* What is being asked *
Output the data word for word. Begin at its first line and end at the line with "pub const MAX_HISTORY_ENTRIES: usize = 10;".

* Dataset records *
■ ■ ■ ■ ■
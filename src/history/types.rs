use chrono::{DateTime, Local, TimeZone, Utc};
use serde::{Deserialize, Serialize};
use uuid::Uuid;

use super::compare::{changes_between, MeasurementChange};
use crate::measurement::{MeasurementKey, MeasurementResult};

/// Maximum number of entries kept in the history log.
pub const MAX_HISTORY_ENTRIES: usize = 10;

/// One recorded measurement. Immutable once created.
#[derive(Debug, Clone, PartialEq, Serialize, Deserialize)]
pub struct HistoryEntry {
    id: String,
    date: DateTime<Utc>,
    results: MeasurementResult,
}

impl HistoryEntry {
    /// New entry with a fresh UUID, stamped now.
    pub fn new(results: MeasurementResult) -> Self {
        Self::recorded_at(Utc::now(), results)
    }

    pub fn recorded_at(date: DateTime<Utc>, results: MeasurementResult) -> Self {
        Self {
            id: Uuid::new_v4().to_string(),
            date,
            results,
        }
    }

    pub fn id(&self) -> &str {
        &self.id
    }

    pub fn date(&self) -> DateTime<Utc> {
        self.date
    }

    pub fn results(&self) -> &MeasurementResult {
        &self.results
    }

    /// Capture time in local time, e.g. "Mar 4, 2026 at 9:05 AM".
    pub fn display_date(&self) -> String {
        self.display_date_in(&Local)
    }

    pub fn display_date_in<Tz: TimeZone>(&self, tz: &Tz) -> String
    where
        Tz::Offset: std::fmt::Display,
    {
        self.date
            .with_timezone(tz)
            .format("%b %-d, %Y at %-I:%M %p")
            .to_string()
    }

    /// Compact line for list views: the first three measurements.
    pub fn summary(&self) -> String {
        MeasurementKey::ALL
            .iter()
            .take(3)
            .map(|key| match self.results.get(*key) {
                Some(v) => format!("{}: {:.1}cm", key.short_label(), v),
                None => format!("{}: —", key.short_label()),
            })
            .collect::<Vec<_>>()
            .join("  ")
    }
}

/// Past results, most recent first, never longer than [`MAX_HISTORY_ENTRIES`].
#[derive(Debug, Clone, Default, PartialEq, Serialize, Deserialize)]
#[serde(transparent)]
pub struct HistoryLog {
    entries: Vec<HistoryEntry>,
}

impl HistoryLog {
    pub fn new() -> Self {
        Self::default()
    }

    pub fn entries(&self) -> &[HistoryEntry] {
        &self.entries
    }

    pub fn iter(&self) -> impl Iterator<Item = &HistoryEntry> {
        self.entries.iter()
    }

    pub fn len(&self) -> usize {
        self.entries.len()
    }

    pub fn is_empty(&self) -> bool {
        self.entries.is_empty()
    }

    pub fn latest(&self) -> Option<&HistoryEntry> {
        self.entries.first()
    }

    /// The entry recorded just before the latest one.
    pub fn previous(&self) -> Option<&HistoryEntry> {
        self.entries.get(1)
    }

    pub fn get(&self, id: &str) -> Option<&HistoryEntry> {
        self.entries.iter().find(|e| e.id == id)
    }

    /// Per-key change of the latest entry against the previous one.
    /// Empty when fewer than two entries exist.
    pub fn changes_from_previous(&self) -> Vec<MeasurementChange> {
        match (self.latest(), self.previous()) {
            (Some(latest), Some(previous)) => changes_between(&latest.results, &previous.results),
            _ => Vec::new(),
        }
    }

    /// "1 record", "4 records".
    pub fn record_count_label(&self) -> String {
        match self.entries.len() {
            1 => "1 record".to_string(),
            n => format!("{} records", n),
        }
    }

    /// Insert at the head, evicting from the tail past the maximum.
    pub(crate) fn push_front(&mut self, entry: HistoryEntry) {
        self.entries.insert(0, entry);
        self.entries.truncate(MAX_HISTORY_ENTRIES);
    }

    /// Returns whether an entry was removed.
    pub(crate) fn remove(&mut self, id: &str) -> bool {
        let before = self.entries.len();
        self.entries.retain(|e| e.id != id);
        self.entries.len() != before
    }

    pub(crate) fn clear(&mut self) {
        self.entries.clear();
    }

    /// Enforce the length bound on logs read back from storage.
    pub(crate) fn truncate_to_max(&mut self) -> usize {
        let before = self.entries.len();
        self.entries.truncate(MAX_HISTORY_ENTRIES);
        before - self.entries.len()
    }
}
■ ■ ■ ■ ■
* Response to the task *
filename src/history/types.rs
use chrono::{DateTime, Local, TimeZone, Utc};
use serde::{Deserialize, Serialize};
use uuid::Uuid;

use super::compare::{changes_between, MeasurementChange};
use crate::measurement::{MeasurementKey, MeasurementResult};

/// Maximum number of entries kept in the history log.
pub const MAX_HISTORY_ENTRIES: usize = 10;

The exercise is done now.